Surface Engineering of Polycaprolactone by Biomacromolecules and their Blood Compatibility

Abstract

Improving blood compatibility of biodegradable polymers is an area of intensive research in blood contacting devices. In this study, curdlan sulphate and heparin-modified poly (caprolactone) (PCL) hybrids were developed by physically entrapping these molecules on the PCL surface. This modification technique was performed by reversible gelation of the PCL surface region following exposure to a solvent and nonsolvent mixture. The presence of these biomacromolecules on the PCL surface was verified by atomic force microscopy (AFM) and scanning electron microscopy and energy dispersive X-ray analysis (SEM-EDAX) analysis, while wettability of the films was investigated by dynamic contact angle measurements. The blood compatibilities of the surface-modified films were examined using in vitro platelet and leukocyte adhesion and thrombus formation.
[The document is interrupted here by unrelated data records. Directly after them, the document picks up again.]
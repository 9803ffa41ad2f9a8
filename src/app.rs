use std::sync::Arc;

use cgmath::Vector2;
use winit::{
    application::ApplicationHandler,
    dpi::PhysicalSize,
    event::{DeviceEvent, DeviceId, WindowEvent},
    event_loop::{ActiveEventLoop, ControlFlow, EventLoop},
    keyboard::KeyCode,
    window::{Window, WindowAttributes, WindowId},
};

use crate::{
    config::AppConfig,
    error::{RenderError, Result},
    gfx::{
        camera::{CameraManager, FreeCamera, FreeCameraController},
        rendering::{DirectionalLight, RenderEngine, ShadowPipeline},
        scene::Field,
        ui::{DebugOverlay, OverlayStats},
    },
    input::{CursorMode, InputState},
    timer::FrameTimer,
};

/// The field demo: a window, a free-fly camera and the shadow-mapped field.
///
/// Escape quits, T toggles cursor lock, W/A/S/D/Space/Left-Shift move and the
/// mouse looks around.
pub struct MeadowApp {
    config: AppConfig,
    state: Option<AppState>,
    /// Fatal error raised inside the event loop, returned from [`MeadowApp::run`]
    error: Option<RenderError>,
}

struct AppState {
    window: Arc<Window>,
    render_engine: RenderEngine,
    overlay: DebugOverlay,
    camera_manager: CameraManager,
    shadow_pipeline: ShadowPipeline,
    field: Field,
    input: InputState,
    cursor_mode: CursorMode,
    timer: FrameTimer,
}

impl MeadowApp {
    pub fn new(config: AppConfig) -> Self {
        Self {
            config,
            state: None,
            error: None,
        }
    }

    /// Runs the event loop until the window closes or a fatal error occurs.
    pub fn run(mut self) -> Result<()> {
        let event_loop =
            EventLoop::new().map_err(|e| RenderError::Setup(format!("Failed to create event loop: {}", e)))?;
        event_loop.set_control_flow(ControlFlow::Poll);

        event_loop
            .run_app(&mut self)
            .map_err(|e| RenderError::Setup(format!("Event loop failed: {}", e)))?;

        match self.error.take() {
            Some(e) => Err(e),
            None => Ok(()),
        }
    }

    fn fail(&mut self, event_loop: &ActiveEventLoop, error: RenderError) {
        log::error!("{}", error);
        self.error = Some(error);
        event_loop.exit();
    }

    fn create_state(&self, event_loop: &ActiveEventLoop) -> Result<AppState> {
        let window_config = &self.config.window;
        let window = event_loop
            .create_window(
                WindowAttributes::default()
                    .with_title(window_config.title.clone())
                    .with_inner_size(PhysicalSize::new(window_config.width, window_config.height)),
            )
            .map_err(|e| RenderError::Setup(format!("Failed to create window: {}", e)))?;
        let window = Arc::new(window);

        let PhysicalSize { width, height } = window.inner_size();
        let render_engine =
            pollster::block_on(RenderEngine::new(window.clone(), width, height, &self.config))?;

        let light = DirectionalLight::from_config(&self.config.light);
        let shadow_pipeline = ShadowPipeline::new(light, self.config.shadow)?.with_sky(self.config.sky);
        let field = Field::build(&self.config.scene)?;

        let camera = FreeCamera::new(&self.config.camera, width, height);
        let controller = FreeCameraController::from_config(&self.config.camera);
        let input = InputState::new(Vector2::new(width as f32 / 2.0, height as f32 / 2.0));

        let cursor_mode = CursorMode::default();
        cursor_mode.apply(&window);

        let overlay = DebugOverlay::new(
            render_engine.device(),
            render_engine.queue(),
            render_engine.surface_format(),
            &window,
        );

        log::info!("Ready: {}x{}, shadow map {}", width, height, self.config.shadow.resolution);

        Ok(AppState {
            window,
            render_engine,
            overlay,
            camera_manager: CameraManager::new(camera, controller),
            shadow_pipeline,
            field,
            input,
            cursor_mode,
            timer: FrameTimer::new(),
        })
    }
}

impl AppState {
    /// Runs one frame: input, camera, scene update, both passes, overlay.
    ///
    /// Returns false when the app should exit.
    fn redraw(&mut self) -> Result<bool> {
        let delta_secs = self.timer.tick().as_secs_f32();

        if self.input.was_pressed(KeyCode::Escape) {
            return Ok(false);
        }
        if self.input.was_pressed(KeyCode::KeyT) {
            self.cursor_mode = self.cursor_mode.toggled();
            self.cursor_mode.apply(&self.window);
            self.camera_manager.camera.set_cursor_anchor(self.input.cursor());
            log::debug!("Cursor mode: {:?}", self.cursor_mode);
        }

        let pointer_captured = !self.cursor_mode.is_locked() && self.overlay.wants_mouse();
        self.input.set_pointer_captured(pointer_captured);
        self.camera_manager.update(&self.input, delta_secs);
        let camera = &self.camera_manager.camera;
        self.field.follow_camera(camera.position());
        self.field.animate(self.timer.elapsed_secs())?;

        self.overlay.prepare(
            &self.window,
            &OverlayStats {
                camera_position: camera.position(),
                delta_secs,
            },
        );

        let viewport = self.render_engine.viewport();
        if let Some(mut frame) = self.render_engine.begin_frame()? {
            self.shadow_pipeline
                .render_frame(&mut frame, camera, self.field.drawables(), viewport);

            let overlay = &mut self.overlay;
            frame.finish(Some(
                |device: &wgpu::Device,
                 queue: &wgpu::Queue,
                 encoder: &mut wgpu::CommandEncoder,
                 view: &wgpu::TextureView| overlay.render(device, queue, encoder, view),
            ));
        }

        self.input.end_frame();
        Ok(true)
    }
}

impl ApplicationHandler for MeadowApp {
    fn resumed(&mut self, event_loop: &ActiveEventLoop) {
        if self.state.is_some() {
            return;
        }

        match self.create_state(event_loop) {
            Ok(state) => self.state = Some(state),
            Err(e) => self.fail(event_loop, e),
        }
    }

    fn window_event(&mut self, event_loop: &ActiveEventLoop, window_id: WindowId, event: WindowEvent) {
        let Some(state) = self.state.as_mut() else {
            return;
        };

        let captured = state.overlay.handle_window_event(&state.window, window_id, &event);
        // The cursor position is always tracked; capture only gates the look step
        if !captured || matches!(event, WindowEvent::CursorMoved { .. }) {
            state.input.handle_window_event(&event, state.cursor_mode);
        }

        match event {
            WindowEvent::CloseRequested => event_loop.exit(),
            WindowEvent::Resized(PhysicalSize { width, height }) => {
                // The camera's projection stays as constructed
                state.render_engine.resize(width, height);
            }
            WindowEvent::RedrawRequested => match state.redraw() {
                Ok(true) => {}
                Ok(false) => event_loop.exit(),
                Err(e) => self.fail(event_loop, e),
            },
            _ => {}
        }
    }

    fn device_event(&mut self, _event_loop: &ActiveEventLoop, _device_id: DeviceId, event: DeviceEvent) {
        if let Some(state) = self.state.as_mut() {
            state.input.handle_device_event(&event, state.cursor_mode);
        }
    }

    fn about_to_wait(&mut self, _event_loop: &ActiveEventLoop) {
        if let Some(state) = &self.state {
            state.window.request_redraw();
        }
    }
}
Mouse RAW 264.7 macrophage cells were used to assess the cell adhesion and inflammatory response to the modified surface by quantifying mRNA expression levels of proinflammatory cytokines namely TNF-α and IL-1β using real-time polymerase chain reaction (RT-PCR). A lower platelet and leukocyte adhesion and activation was observed on the modified films incubated with whole human blood for 2 h. The thrombus formation on the PCL was significantly decreased upon immobilization of both curdlan sulphate (39%, *p<0.05) and heparin (28%, *p<0.01) when compared to bare PCL (80%). All of these results revealed that improved blood compatibility was obtained by surface entrapment of both curdlan sulphate (CURS) and heparin (HEP) onto PCL films. Both PCL-CURS and PCL-HEP films reduced RAW 264.7 macrophage cell adhesion (*p<0.05) with respect to the base unmodified PCL. The cellular inflammatory response was suppressed on the modified substrates. The mRNA expression levels of proinflammmatory cytokines (TNF-α and IL-1β) were upregulated on bare PCL, while it was significantly lower on PCL-CURS and PCL-HEP substrates (**p<0.001). Thus, this biomacromolecule entrapment process can be applied on PCL in order to achieve improved blood compatibility and reduced inflammatory host response for its future blood contacting applications.